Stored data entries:
——————————
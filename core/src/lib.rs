//! # Orrery Core
//!
//! GPU-agnostic building blocks for Orrery:
//!
//! - [`mesh`] - Vertex attribute layouts, flat geometry arrays and the
//!   procedural generators (plane, cubes, UV sphere, parsed surfaces)
//! - [`scene`] - Descriptors for hierarchical trees of orbiting bodies

pub mod mesh;
pub mod scene;

/// Core library version
pub const VERSION: &str = env!("CARGO_PKG_VERSION");

/// Log the core crate version.
pub fn init() {
    log::info!("Orrery Core v{} initialized", VERSION);
}
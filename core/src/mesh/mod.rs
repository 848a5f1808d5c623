//! CPU-side mesh types and generators.
//!
//! This module provides GPU-agnostic mesh data structures:
//!
//! - [`VertexLayout`] - Ordered set of attribute layouts, each naming the buffer it reads
//! - [`GeometryData`] - Flat position/color/index arrays ready for upload
//! - Generators for common shapes (plane, cubes, UV sphere, parsed surfaces)
//!
//! These types are re-exported by `orrery-graphics` for convenience.

mod data;
pub mod generators;
mod layout;

pub use data::{GeometryData, IndexFormat, PrimitiveTopology, UsageHint};
pub use layout::{ComponentType, VertexAttributeLayout, VertexLayout};
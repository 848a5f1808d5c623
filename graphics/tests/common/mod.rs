//! Shared infrastructure for the graphics integration tests.

#![allow(dead_code)]

use std::cell::RefCell;
use std::rc::Rc;

use glam::Mat4;
use orrery_core::mesh::generators::{
    generate_colored_cube, generate_plane, generate_sphere, generate_white_cube,
};
use orrery_core::mesh::GeometryData;
use orrery_graphics::{DummyContext, ShaderUniforms};

/// Enable log output for a test run. Safe to call from every test.
pub fn init_logging() {
    let _ = env_logger::builder().is_test(true).try_init();
}

/// A fresh dummy context behind the shared handle meshes expect.
pub fn dummy_context() -> Rc<RefCell<DummyContext>> {
    init_logging();
    Rc::new(RefCell::new(DummyContext::new()))
}

// ============================================================================
// Geometry
// ============================================================================

/// Built-in shapes, for parameterizing tests over generator output.
#[derive(Debug, Clone, Copy, PartialEq, Eq)]
pub enum Shape {
    Plane,
    ColoredCube,
    WhiteCube,
    Sphere { sectors: u32, stacks: u32 },
}

impl Shape {
    pub fn generate(self) -> GeometryData {
        match self {
            Shape::Plane => generate_plane(),
            Shape::ColoredCube => generate_colored_cube(),
            Shape::WhiteCube => generate_white_cube(),
            Shape::Sphere { sectors, stacks } => generate_sphere(sectors, stacks, 1.0),
        }
    }
}

// ============================================================================
// Uniforms
// ============================================================================

/// Uniform sink that remembers every write in order.
#[derive(Debug, Default)]
pub struct RecordingUniforms {
    pub writes: Vec<(String, Mat4)>,
}

impl RecordingUniforms {
    /// Every matrix written to `name`, in order.
    pub fn values(&self, name: &str) -> Vec<Mat4> {
        self.writes
            .iter()
            .filter(|(uniform, _)| uniform == name)
            .map(|(_, matrix)| *matrix)
            .collect()
    }
}

impl ShaderUniforms for RecordingUniforms {
    fn set_matrix4(&mut self, name: &str, matrix: &Mat4) {
        self.writes.push((name.to_string(), *matrix));
    }
}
——————————
● What is expected
Write out each line of the data that holds the string "parsed".

● Written solution
//!   procedural generators (plane, cubes, UV sphere, parsed surfaces)
//! - Generators for common shapes (plane, cubes, UV sphere, parsed surfaces)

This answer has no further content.